What you should do:
Nothing but an exact repetition of the entries should appear in the answer.
□ □ □ □
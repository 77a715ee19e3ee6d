//! Ambient locale access and locale code validation.
//!
//! The host application owns locale detection; the engine only consumes the
//! current locale through [`LocaleProvider`], read at the moment of each
//! translatable-attribute access.

use crate::error::{TranslationError, TranslationResult};

/// Narrow interface to the host's locale state.
///
/// Implementations must return the locale in effect at call time; the engine
/// never caches the result across accesses.
pub trait LocaleProvider: Send + Sync {
    /// The locale the caller is currently operating in.
    fn current_locale(&self) -> String;

    /// The application-configured fallback locale, consumed only when the
    /// fallback policy is [`FallbackPolicy::App`](crate::resolve::FallbackPolicy).
    fn fallback_locale(&self) -> Option<String> {
        None
    }
}

/// Plain [`LocaleProvider`] holding fixed locale values.
#[derive(Debug, Clone)]
pub struct FixedLocale {
    current: String,
    fallback: Option<String>,
}

impl FixedLocale {
    /// Create a provider with only a current locale.
    pub fn new(current: impl Into<String>) -> Self {
        Self {
            current: current.into(),
            fallback: None,
        }
    }

    /// Create a provider with a current and a fallback locale.
    pub fn with_fallback(current: impl Into<String>, fallback: impl Into<String>) -> Self {
        Self {
            current: current.into(),
            fallback: Some(fallback.into()),
        }
    }
}

impl LocaleProvider for FixedLocale {
    fn current_locale(&self) -> String {
        self.current.clone()
    }

    fn fallback_locale(&self) -> Option<String> {
        self.fallback.clone()
    }
}

/// Validate that a locale code follows BCP 47 primary subtag format.
///
/// Accepts: lowercase alpha 2-3 chars, optionally followed by hyphen-separated
/// alphanumeric subtags (e.g., "en", "fr", "pt-br", "zh-hans").
pub fn validate_locale(code: &str) -> TranslationResult<()> {
    let invalid = || TranslationError::InvalidLocale {
        locale: code.to_string(),
    };

    if code.is_empty() || code.len() > 12 {
        return Err(invalid());
    }

    let mut parts = code.split('-');

    // Primary subtag: 2-3 lowercase letters
    match parts.next() {
        Some(primary) if (2..=3).contains(&primary.len()) => {
            if !primary.bytes().all(|b| b.is_ascii_lowercase()) {
                return Err(invalid());
            }
        }
        _ => return Err(invalid()),
    }

    // Optional subtags: alphanumeric, 1-8 chars each
    for subtag in parts {
        if subtag.is_empty()
            || subtag.len() > 8
            || !subtag.bytes().all(|b| b.is_ascii_alphanumeric())
        {
            return Err(invalid());
        }
    }

    Ok(())
}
□ □ □ □
Response to this exercise:
repository 77a715ee19e3ee6d
//! Ambient locale access and locale code validation.
//!
//! The host application owns locale detection; the engine only consumes the
//! current locale through [`LocaleProvider`], read at the moment of each
//! translatable-attribute access.

use crate::error::{TranslationError, TranslationResult};

/// Narrow interface to the host's locale state.
///
/// Implementations must return the locale in effect at call time; the engine
/// never caches the result across accesses.
pub trait LocaleProvider: Send + Sync {
    /// The locale the caller is currently operating in.
    fn current_locale(&self) -> String;

    /// The application-configured fallback locale, consumed only when the
    /// fallback policy is [`FallbackPolicy::App`](crate::resolve::FallbackPolicy).
    fn fallback_locale(&self) -> Option<String> {
        None
    }
}

/// Plain [`LocaleProvider`] holding fixed locale values.
#[derive(Debug, Clone)]
pub struct FixedLocale {
    current: String,
    fallback: Option<String>,
}

impl FixedLocale {
    /// Create a provider with only a current locale.
    pub fn new(current: impl Into<String>) -> Self {
        Self {
            current: current.into(),
            fallback: None,
        }
    }

    /// Create a provider with a current and a fallback locale.
    pub fn with_fallback(current: impl Into<String>, fallback: impl Into<String>) -> Self {
        Self {
            current: current.into(),
            fallback: Some(fallback.into()),
        }
    }
}

impl LocaleProvider for FixedLocale {
    fn current_locale(&self) -> String {
        self.current.clone()
    }

    fn fallback_locale(&self) -> Option<String> {
        self.fallback.clone()
    }
}

/// Validate that a locale code follows BCP 47 primary subtag format.
///
/// Accepts: lowercase alpha 2-3 chars, optionally followed by hyphen-separated
/// alphanumeric subtags (e.g., "en", "fr", "pt-br", "zh-hans").
pub fn validate_locale(code: &str) -> TranslationResult<()> {
    let invalid = || TranslationError::InvalidLocale {
        locale: code.to_string(),
    };

    if code.is_empty() || code.len() > 12 {
        return Err(invalid());
    }

    let mut parts = code.split('-');

    // Primary subtag: 2-3 lowercase letters
    match parts.next() {
        Some(primary) if (2..=3).contains(&primary.len()) => {
            if !primary.bytes().all(|b| b.is_ascii_lowercase()) {
                return Err(invalid());
            }
        }
        _ => return Err(invalid()),
    }

    // Optional subtags: alphanumeric, 1-8 chars each
    for subtag in parts {
        if subtag.is_empty()
            || subtag.len() > 8
            || !subtag.bytes().all(|b| b.is_ascii_alphanumeric())
        {
            return Err(invalid());
        }
    }

    Ok(())
}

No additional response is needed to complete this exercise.